* Exercise directions:
Every line of the data that contains the string "fields" must be copied.

(Stored data)
╔══
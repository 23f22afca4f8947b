// Form editing commands: sources, journey, categories, mapping and filter rows.

use std::path::PathBuf;

use clap::Subcommand;

use reconmap_core::{
    ColumnMapping, FilterDraft, FilterEdit, FilterOperator, FormState, LoadedSource, MappingEdit,
    RowId, Source,
};
use reconmap_io::read_summary;

use crate::{App, CliError};

#[derive(Subcommand)]
pub enum SourceCommands {
    /// Load a CSV or Excel file into a slot, replacing what was there
    #[command(after_help = "\
Examples:
  reconmap source set source1 bank.csv
  reconmap source set source2 ledger.xlsx --name \"General ledger\"")]
    Set {
        /// source1 or source2
        slot: Source,

        file: PathBuf,

        /// Display name (default: the file name)
        #[arg(long)]
        name: Option<String>,
    },

    /// Unload a slot
    Clear { slot: Source },
}

#[derive(Subcommand)]
pub enum CategoryCommands {
    /// Add a category (no-op if it exists)
    Add { name: String },

    /// Add a subcategory under an existing category
    Sub { category: String, name: String },

    /// List categories and their subcategories
    List {
        #[arg(long)]
        json: bool,
    },
}

#[derive(Subcommand)]
pub enum MappingCommands {
    /// Append a mapping row
    #[command(after_help = "\
Examples:
  reconmap mapping add --source1 txn_id --source2 reference --join-key
  reconmap mapping add --source1 amount --source2 total --recon-key")]
    Add {
        #[arg(long, value_name = "COLUMN")]
        source1: Option<String>,

        #[arg(long, value_name = "COLUMN")]
        source2: Option<String>,

        #[arg(long)]
        join_key: bool,

        #[arg(long)]
        recon_key: bool,
    },

    /// Change fields of an existing mapping row (empty string clears a column)
    Set {
        id: RowId,

        #[arg(long, value_name = "COLUMN")]
        source1: Option<String>,

        #[arg(long, value_name = "COLUMN")]
        source2: Option<String>,

        #[arg(long, value_name = "BOOL")]
        join_key: Option<bool>,

        #[arg(long, value_name = "BOOL")]
        recon_key: Option<bool>,
    },

    /// Remove mapping rows by id
    Remove {
        #[arg(required = true)]
        ids: Vec<RowId>,
    },

    /// List mapping rows
    List,
}

#[derive(Subcommand)]
pub enum FilterCommands {
    /// Append a filter row
    #[command(after_help = "\
Examples:
  reconmap filter add --source source1 --column status --operator equals --value settled
  reconmap filter add --source source2 --column amount --operator \"greater than\" --value 0")]
    Add {
        #[arg(long)]
        source: Option<Source>,

        #[arg(long)]
        column: Option<String>,

        /// equals, not_equals, greater_than, less_than, contains
        #[arg(long)]
        operator: Option<FilterOperator>,

        #[arg(long)]
        value: Option<String>,
    },

    /// Change fields of an existing filter row
    Set {
        id: RowId,

        #[arg(long)]
        source: Option<Source>,

        #[arg(long)]
        column: Option<String>,

        #[arg(long)]
        operator: Option<FilterOperator>,

        #[arg(long)]
        value: Option<String>,
    },

    /// Remove filter rows by id
    Remove {
        #[arg(required = true)]
        ids: Vec<RowId>,
    },

    /// List filter rows
    List,
}

/// Load, apply one change, save. Nothing is written if `apply` fails.
fn edit<T>(app: &App, apply: impl FnOnce(&mut FormState) -> Result<T, CliError>) -> Result<T, CliError> {
    let mut form = app.store.load()?;
    let out = apply(&mut form)?;
    app.store.save(&form)?;
    Ok(out)
}

fn warn_stale(form: &FormState) {
    for stale in form.stale_columns() {
        log::warn!(
            "{} #{} uses column '{}' which {} no longer has",
            stale.kind,
            stale.row,
            stale.column,
            stale.source
        );
    }
}

// ============================================================================
// source
// ============================================================================

pub fn cmd_source(app: &App, cmd: SourceCommands) -> Result<(), CliError> {
    match cmd {
        SourceCommands::Set { slot, file, name } => {
            let summary = read_summary(&file, &app.read_options()).map_err(CliError::file)?;
            log::info!(
                "loaded {} into {slot}: {} columns, {} rows",
                summary.name,
                summary.columns.len(),
                summary.total_rows
            );
            edit(app, |form| {
                form.set_source(slot, LoadedSource::new(name, file, summary));
                warn_stale(form);
                if let Some(loaded) = form.source(slot) {
                    print_source(slot, loaded);
                }
                Ok(())
            })
        }
        SourceCommands::Clear { slot } => edit(app, |form| {
            match form.clear_source(slot) {
                Some(old) => println!("{slot}: cleared {}", old.display_name),
                None => println!("{slot}: nothing loaded"),
            }
            Ok(())
        }),
    }
}

fn print_source(slot: Source, loaded: &LoadedSource) {
    println!(
        "{slot}: {} ({} rows, {} columns)",
        loaded.display_name,
        loaded.summary.total_rows,
        loaded.summary.columns.len()
    );
    for column in &loaded.summary.columns {
        println!("  {column}");
    }
}

// ============================================================================
// journey / category
// ============================================================================

pub fn cmd_journey(app: &App, name: String) -> Result<(), CliError> {
    edit(app, |form| {
        form.journey.journey_name = name;
        Ok(())
    })
}

pub fn cmd_category(app: &App, cmd: CategoryCommands) -> Result<(), CliError> {
    match cmd {
        CategoryCommands::Add { name } => edit(app, |form| {
            if !form.journey.categories.add_category(&name) {
                eprintln!("category '{name}' not added (empty or already present)");
            }
            Ok(())
        }),
        CategoryCommands::Sub { category, name } => edit(app, |form| {
            if !form.journey.categories.contains(&category) {
                eprintln!("no category named '{category}'; nothing added");
            } else if !form.journey.categories.add_subcategory(&category, &name) {
                eprintln!("subcategory '{name}' not added (empty or already present)");
            }
            Ok(())
        }),
        CategoryCommands::List { json } => {
            let form = app.store.load()?;
            if json {
                let text = serde_json::to_string_pretty(&form.journey.categories)
                    .map_err(|e| CliError::general(e.to_string()))?;
                println!("{text}");
            } else {
                print_categories(&form);
            }
            Ok(())
        }
    }
}

fn print_categories(form: &FormState) {
    for category in &form.journey.categories {
        println!("{}", category.name);
        for sub in &category.subcategories {
            println!("  - {sub}");
        }
    }
}

// ============================================================================
// mapping
// ============================================================================

pub fn cmd_mapping(app: &App, cmd: MappingCommands) -> Result<(), CliError> {
    match cmd {
        MappingCommands::Add { source1, source2, join_key, recon_key } => edit(app, |form| {
            let mapping = ColumnMapping::new(source1.unwrap_or_default(), source2.unwrap_or_default())
                .join_key(join_key)
                .recon_key(recon_key);
            let id = form.add_mapping(mapping)?;
            log::info!("added mapping #{id}");
            println!("mapping #{id}");
            Ok(())
        }),
        MappingCommands::Set { id, source1, source2, join_key, recon_key } => edit(app, |form| {
            let change = MappingEdit {
                source1_column: source1,
                source2_column: source2,
                is_join_key: join_key,
                is_recon_key: recon_key,
            };
            form.update_mapping(id, change)?;
            Ok(())
        }),
        MappingCommands::Remove { ids } => edit(app, |form| {
            let removed = form.remove_mappings(&ids)?;
            log::info!("removed {removed} mapping row(s)");
            println!("removed {removed} mapping(s)");
            Ok(())
        }),
        MappingCommands::List => {
            print_mappings(&app.store.load()?);
            Ok(())
        }
    }
}

fn print_mappings(form: &FormState) {
    if form.mappings.is_empty() {
        println!("(no mappings)");
        return;
    }
    for row in form.mappings.iter() {
        let m = &row.value;
        let mut flags = Vec::new();
        if m.is_join_key {
            flags.push("join");
        }
        if m.is_recon_key {
            flags.push("recon");
        }
        let marker = if m.is_complete() { "" } else { "  (incomplete)" };
        println!(
            "#{:<3} {} <-> {}  [{}]{marker}",
            row.id,
            blank_as_dash(&m.source1_column),
            blank_as_dash(&m.source2_column),
            flags.join(",")
        );
    }
}

// ============================================================================
// filter
// ============================================================================

pub fn cmd_filter(app: &App, cmd: FilterCommands) -> Result<(), CliError> {
    match cmd {
        FilterCommands::Add { source, column, operator, value } => edit(app, |form| {
            let draft = FilterDraft {
                source,
                column: column.unwrap_or_default(),
                operator,
                value: value.unwrap_or_default(),
            };
            let id = form.add_filter(draft)?;
            log::info!("added filter #{id}");
            println!("filter #{id}");
            Ok(())
        }),
        FilterCommands::Set { id, source, column, operator, value } => edit(app, |form| {
            form.update_filter(id, FilterEdit { source, column, operator, value })?;
            Ok(())
        }),
        FilterCommands::Remove { ids } => edit(app, |form| {
            let removed = form.remove_filters(&ids)?;
            log::info!("removed {removed} filter row(s)");
            println!("removed {removed} filter(s)");
            Ok(())
        }),
        FilterCommands::List => {
            print_filters(&app.store.load()?);
            Ok(())
        }
    }
}

fn print_filters(form: &FormState) {
    if form.filters.is_empty() {
        println!("(no filters)");
        return;
    }
    for row in form.filters.iter() {
        let f = &row.value;
        let marker = if f.complete().is_some() { "" } else { "  (incomplete)" };
        println!(
            "#{:<3} {}.{} {} {:?}{marker}",
            row.id,
            f.source.map(|s| s.as_str()).unwrap_or("-"),
            blank_as_dash(&f.column),
            f.operator.map(|o| o.as_str()).unwrap_or("-"),
            f.value
        );
    }
}

fn blank_as_dash(s: &str) -> &str {
    if s.is_empty() {
        "-"
    } else {
        s
    }
}

// ============================================================================
// show / reset
// ============================================================================

pub fn cmd_show(app: &App, json: bool) -> Result<(), CliError> {
    let form = app.store.load()?;
    if json {
        let text = serde_json::to_string_pretty(&form).map_err(|e| CliError::general(e.to_string()))?;
        println!("{text}");
        return Ok(());
    }

    let journey = if form.journey.journey_name.is_empty() {
        "(unnamed)"
    } else {
        form.journey.journey_name.as_str()
    };
    println!("Journey: {journey}");
    println!();

    for slot in Source::BOTH {
        match form.source(slot) {
            Some(loaded) => print_source(slot, loaded),
            None => println!("{slot}: (not loaded)"),
        }
    }
    println!();

    println!("Categories:");
    if form.journey.categories.is_empty() {
        println!("(none)");
    } else {
        print_categories(&form);
    }
    println!();

    println!("Mappings:");
    print_mappings(&form);
    println!();

    println!("Filters:");
    print_filters(&form);

    warn_stale(&form);
    Ok(())
}

pub fn cmd_reset(app: &App) -> Result<(), CliError> {
    if app.store.reset()? {
        println!("session discarded");
    } else {
        println!("no session");
    }
    Ok(())
}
╚══
* Answer box:
    /// Change fields of an existing mapping row (empty string clears a column)
    /// Change fields of an existing filter row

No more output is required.